Unless, of course, you have a monopoly on a large desktop market. Then it will
take some time.

------
aplusbi
>a lack of political diversity that was every bit as dangerous as a lack of,
say, racial or religious or gender diversity.

The lack of young-earth creationists in science is very worrisome.

------
Xcelerate
Does anyone find it ironic how many downvotes are in this thread? An article
about how a majority with a certain viewpoint is biased against a minority
with a different viewpoint, and a comments section that's full of people
downvoting others whose opinion they personally disagree with.

------
tlogan
I don't think this is hard to understand this.

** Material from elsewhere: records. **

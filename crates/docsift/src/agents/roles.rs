//! Role prompt templates for the agent chain stages.

/// A prompt-template role: name, goal, backstory, and the sentinel file its
/// raw output is persisted to.
#[derive(Debug, Clone, Copy)]
pub struct AgentRole {
    pub name: &'static str,
    pub role: &'static str,
    pub goal: &'static str,
    pub backstory: &'static str,
    pub expected_output: &'static str,
    pub output_file: &'static str,
    /// Whether the stage contract is raw JSON (adds the no-markdown rule).
    pub json_output: bool,
}

const JSON_ONLY: &str = "DO NOT return markdown or wrap JSON in backticks. Only return the JSON. \
     Do not add any explanations or additional text, just return the JSON.";

pub fn classifier() -> AgentRole {
    AgentRole {
        name: "classifier",
        role: "Document Type Classifier",
        goal: "Classify the type of document accurately.",
        backstory: "You are trained to analyze and categorize documents into types like Invoice, \
             Receipt, Payslip, Bank Statement, Legal agreements (NDAs, contracts, MoUs), \
             Resumes/CVs, Research papers, Compliance forms, Business proposals, Insurance \
             policies, Meeting minutes or any other kind of document.",
        expected_output: "A single document type label such as Invoice, Receipt, Bank Statement, Payslip, \
             Legal agreement, Resume/CV, Research paper, Compliance form, Business proposal, \
             Insurance policy, Meeting minutes or Other.",
        output_file: "classification_result.txt",
        json_output: false,
    }
}

pub fn field_extractor() -> AgentRole {
    AgentRole {
        name: "field_extractor",
        role: "Key-Value Field Extractor",
        goal: "Extract structured fields from cleaned document text.",
        backstory: "You analyze the cleaned text and extract key fields like date, sender, receiver, \
             amount, etc. in JSON format.",
        expected_output: "JSON with all key fields (e.g. date, sender, amount, etc.).",
        output_file: "fields_result.json",
        json_output: true,
    }
}

pub fn table_extractor() -> AgentRole {
    AgentRole {
        name: "table_extractor",
        role: "Table Extractor",
        goal: "Extract tables from document text and present them in a structured format.",
        backstory: "You scan the text and convert any found tables into rows and columns in JSON \
             format.",
        expected_output: "JSON in the format {\"table1\": ..., \"table2\": ...}.",
        output_file: "tables_result.json",
        json_output: true,
    }
}

pub fn rule_suggester() -> AgentRole {
    AgentRole {
        name: "rule_suggester",
        role: "Document Validation Rule Designer",
        goal: "Given the type and content of a document, suggest logical and structural validation \
             rules that verify expected format, data completeness, and consistency.",
        backstory: "You are an expert in document standards and compliance validation. You analyze the \
             purpose and expected structure of document types like invoices, receipts, payslips, \
             contracts, bank statements, and resumes, and generate practical rules that automated \
             pipelines can apply to flag incomplete or incorrect documents. Be concise but \
             thorough; suggest only useful, relevant rules grounded in the document's type and \
             content, and never return an empty list. Give each rule a descriptive name like \
             \"Amount Must Be Greater Than Zero\", not an opaque one like \"isNotNullOrEmpty\".",
        expected_output: "A JSON list of validation rules, e.g. \"amount must be > 0\", \"GST number must \
             match regex XYZ\".",
        output_file: "rules_result.json",
        json_output: true,
    }
}

pub fn rule_checker() -> AgentRole {
    AgentRole {
        name: "rule_checker",
        role: "Document Rule Validator",
        goal: "Check if a given document satisfies a list of logical validation rules and return a \
             clear validation result.",
        backstory: "You are a precision-focused validator that ensures documents comply with structural \
             and content-based rules. Given a document as plain text and a list of validation \
             rules, return a validation report as JSON shaped like:\n\
             {\n\
               \"results\": [\n\
                 {\"rule\": \"...\", \"status\": \"pass\" or \"fail\", \"reason\": \"...\"}\n\
               ],\n\
               \"overall_validity\": \"VALID\" or \"INVALID\"\n\
             }\n\
             For each rule, state whether it passed or failed and explain why.",
        expected_output: "A JSON validation report showing pass/fail for each rule and overall document \
             validity.",
        output_file: "validation_result.json",
        json_output: true,
    }
}

/// Assemble the full prompt for one stage: role framing plus the task.
pub fn build_task_prompt(role: &AgentRole, task_description: &str) -> String {
    let format_rule = if role.json_output {
        format!("{JSON_ONLY}\n\n")
    } else {
        String::new()
    };

    format!(
        "You are a {role_name}. {goal}\n\n{backstory}\n\n\
         {format_rule}\
         Task:\n{task}\n\n\
         Expected output: {expected}",
        role_name = role.role,
        goal = role.goal,
        backstory = role.backstory,
        task = task_description,
        expected = role.expected_output,
    )
}

#[cfg(test)]
mod tests {
    use super::*;

    #[test]
    fn stage_roles_have_distinct_output_files() {
        let files = [
            classifier().output_file,
            field_extractor().output_file,
            table_extractor().output_file,
            rule_suggester().output_file,
            rule_checker().output_file,
        ];
        let unique: std::collections::HashSet<_> = files.iter().collect();
        assert_eq!(unique.len(), files.len());
    }

    #[test]
    fn task_prompt_carries_role_and_task() {
        let prompt = build_task_prompt(&classifier(), "Classify this document:\n\nsome text");
        assert!(prompt.contains("Document Type Classifier"));
        assert!(prompt.contains("some text"));
        // The classifier returns a label, not JSON.
        assert!(!prompt.contains("DO NOT return markdown"));
    }

    #[test]
    fn json_stages_forbid_markdown_wrapping() {
        let prompt = build_task_prompt(&field_extractor(), "Extract key-value fields:\n\nsome text");
        assert!(prompt.contains("DO NOT return markdown"));
    }
}
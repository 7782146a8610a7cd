//! OCR via the external tesseract binary.

use tokio::process::Command;

use crate::error::{Error, Result};

/// Wrapper around the `tesseract` CLI.
#[derive(Debug, Clone)]
pub struct Ocr {
    language: String,
}

impl Ocr {
    pub fn new(language: impl Into<String>) -> Self {
        Self {
            language: language.into(),
        }
    }

    /// Check whether tesseract is installed.
    pub fn is_available() -> bool {
        std::process::Command::new("tesseract")
            .arg("--version")
            .output()
            .map(|o| o.status.success())
            .unwrap_or(false)
    }

    /// Run OCR over raw image bytes, returning the recognized text
    /// (possibly empty for an image with no legible text).
    pub async fn image_to_text(&self, data: &[u8]) -> Result<String> {
        let dir = tempfile::tempdir()
            .map_err(|e| Error::Ocr(format!("failed to create temp dir: {e}")))?;
        let image_path = dir.path().join("input.png");
        tokio::fs::write(&image_path, data)
            .await
            .map_err(|e| Error::Ocr(format!("failed to write temp image: {e}")))?;

        let output = Command::new("tesseract")
            .arg(&image_path)
            .arg("stdout")
            .args(["-l", &self.language])
            .output()
            .await
            .map_err(|e| {
                Error::Ocr(format!(
                    "failed to run tesseract (is it installed? apt install tesseract-ocr): {e}"
                ))
            })?;

        if !output.status.success() {
            let stderr = String::from_utf8_lossy(&output.stderr);
            return Err(Error::Ocr(format!("tesseract exited with error: {stderr}")));
        }

        Ok(String::from_utf8_lossy(&output.stdout).trim().to_string())
    }
}

impl Default for Ocr {
    fn default() -> Self {
        Self::new("eng")
    }
}

#[cfg(test)]
mod tests {
    use super::*;

    #[tokio::test]
    async fn missing_binary_or_bad_image_is_an_ocr_error() {
        // Whether or not tesseract is installed, garbage bytes must never
        // panic; they either OCR to nothing or fail with Error::Ocr.
        let ocr = Ocr::default();
        match ocr.image_to_text(b"not an image").await {
            Ok(text) => assert!(text.is_empty()),
            Err(Error::Ocr(_)) => {}
            Err(other) => panic!("unexpected error: {other:?}"),
        }
    }
}
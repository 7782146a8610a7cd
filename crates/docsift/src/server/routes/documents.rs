//! Document persistence endpoints.

use axum::{
    extract::{Path, State},
    Json,
};
use uuid::Uuid;

use crate::error::{Error, Result};
use crate::server::state::AppState;
use crate::types::response::StoreResponse;
use crate::types::{DocumentRecord, StoredDocument, StoredDocumentSummary};

/// POST /api/store - Persist an assembled document record.
pub async fn store_document(
    State(state): State<AppState>,
    Json(document): Json<StoredDocument>,
) -> Result<Json<StoreResponse>> {
    let record = state.db().insert(&document)?;

    tracing::info!(
        "stored document {} ({}, type: {})",
        record.id,
        record.document.filename,
        record.document.doc_type.as_deref().unwrap_or("unknown")
    );

    Ok(Json(StoreResponse {
        success: true,
        inserted_id: record.id,
    }))
}

/// GET /api/documents - List stored documents, newest first.
pub async fn list_documents(
    State(state): State<AppState>,
) -> Result<Json<Vec<StoredDocumentSummary>>> {
    Ok(Json(state.db().list()?))
}

/// GET /api/documents/:id - Fetch one stored document.
pub async fn get_document(
    State(state): State<AppState>,
    Path(id): Path<Uuid>,
) -> Result<Json<DocumentRecord>> {
    state
        .db()
        .get(&id)?
        .map(Json)
        .ok_or_else(|| Error::NotFound(format!("document {id}")))
}

/// DELETE /api/documents/:id - Delete one stored document.
pub async fn delete_document(
    State(state): State<AppState>,
    Path(id): Path<Uuid>,
) -> Result<Json<serde_json::Value>> {
    if state.db().delete(&id)? {
        Ok(Json(serde_json::json!({ "deleted": id })))
    } else {
        Err(Error::NotFound(format!("document {id}")))
    }
}
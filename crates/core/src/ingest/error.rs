//! Ingestion error types.

use tally_shared::AppError;
use thiserror::Error;

use crate::store::StoreError;

/// Errors returned by the mailbox provider collaborator.
#[derive(Debug, Error)]
pub enum ProviderError {
    /// The credential was rejected (expired, revoked, wrong scope).
    #[error("Mailbox authorization failed: {0}")]
    Unauthorized(String),

    /// The provider throttled the call.
    #[error("Mailbox provider rate limit exceeded")]
    RateLimited,

    /// The provider returned an error status.
    #[error("Mailbox provider error ({status}): {message}")]
    Http {
        /// HTTP status.
        status: u16,
        /// Provider message.
        message: String,
    },

    /// The call did not complete.
    #[error("Mailbox transport error: {0}")]
    Transport(String),

    /// The response could not be decoded.
    #[error("Mailbox response could not be decoded: {0}")]
    Decode(String),

    /// The call exceeded its timeout.
    #[error("Mailbox provider timed out")]
    Timeout,
}

/// Errors returned by the extraction service collaborator.
#[derive(Debug, Error)]
pub enum ExtractError {
    /// The service returned an error.
    #[error("Extraction service error: {0}")]
    Service(String),

    /// The service returned no usable text.
    #[error("Extraction service returned an empty response")]
    EmptyResponse,

    /// The call exceeded its timeout.
    #[error("Extraction service timed out")]
    Timeout,
}

/// Errors that abort a fetch or staging run for one owner.
#[derive(Debug, Error)]
pub enum IngestError {
    /// No usable mailbox credential. Fatal for this owner's run only.
    #[error("Mailbox not authorized: {0}")]
    Unauthorized(String),

    /// The owner has no connected mailbox.
    #[error("No mailbox connected")]
    NotConnected,

    /// The mailbox provider failed.
    #[error(transparent)]
    Provider(#[from] ProviderError),

    /// The extraction service failed.
    #[error(transparent)]
    Extract(#[from] ExtractError),

    /// The datastore collaborator failed.
    #[error("Datastore error: {0}")]
    Store(#[from] StoreError),
}

impl IngestError {
    /// Returns the error code for API responses.
    #[must_use]
    pub fn error_code(&self) -> &'static str {
        match self {
            Self::Unauthorized(_) | Self::Provider(ProviderError::Unauthorized(_)) => {
                "MAILBOX_UNAUTHORIZED"
            }
            Self::NotConnected => "MAILBOX_NOT_CONNECTED",
            Self::Provider(ProviderError::Timeout) | Self::Extract(ExtractError::Timeout) => {
                "EXTERNAL_SERVICE_TIMEOUT"
            }
            Self::Provider(_) => "MAILBOX_PROVIDER_ERROR",
            Self::Extract(_) => "EXTRACTION_ERROR",
            Self::Store(e) => e.error_code(),
        }
    }

    /// Returns the HTTP status code for this error.
    #[must_use]
    pub fn http_status_code(&self) -> u16 {
        match self {
            Self::Unauthorized(_) | Self::Provider(ProviderError::Unauthorized(_)) => 401,
            Self::NotConnected => 409,
            Self::Provider(ProviderError::Timeout) | Self::Extract(ExtractError::Timeout) => 504,
            Self::Provider(_) | Self::Extract(_) => 502,
            Self::Store(e) => e.http_status_code(),
        }
    }

    /// Returns true if the error means the credential must be reconnected.
    #[must_use]
    pub fn is_auth_failure(&self) -> bool {
        matches!(
            self,
            Self::Unauthorized(_) | Self::Provider(ProviderError::Unauthorized(_))
        )
    }
}

impl From<IngestError> for AppError {
    fn from(err: IngestError) -> Self {
        match err {
            IngestError::Unauthorized(_) | IngestError::Provider(ProviderError::Unauthorized(_)) => {
                Self::Unauthorized(err.to_string())
            }
            IngestError::NotConnected => Self::Conflict(err.to_string()),
            IngestError::Provider(ProviderError::Timeout)
            | IngestError::Extract(ExtractError::Timeout) => Self::Timeout(err.to_string()),
            IngestError::Provider(_) | IngestError::Extract(_) => {
                Self::ExternalService(err.to_string())
            }
            IngestError::Store(e) => e.into(),
        }
    }
}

The Republican Party (as of now) is not inclusive. If you are not white, your
English is not so great, or your sexual orientation is not heterosexual, or
you are traveling and learning about other countries, or you are not born
here, or you don't believe in creationism, or your religious views are not
Christians then you are out.

And the worst thing is that they don't even notice that. Like ridiculing me
about my accent and heritage and then asking "why you are not republican - we
have similar views...". Yeah... I have a Trotsky book to sell you.

So if you are in academia you will be excluded by Republican Party because of
the following:

\- you don't believe in creationism

\- your religious views are not Christians

\- you are not born here

\- you are married with somebody who is not born here

\- you are traveling around the world

In short, Republican party is getting defined not by its policy but by its
exclusion principle (and it is defined by Fox News - which is not helping
Republican party at all).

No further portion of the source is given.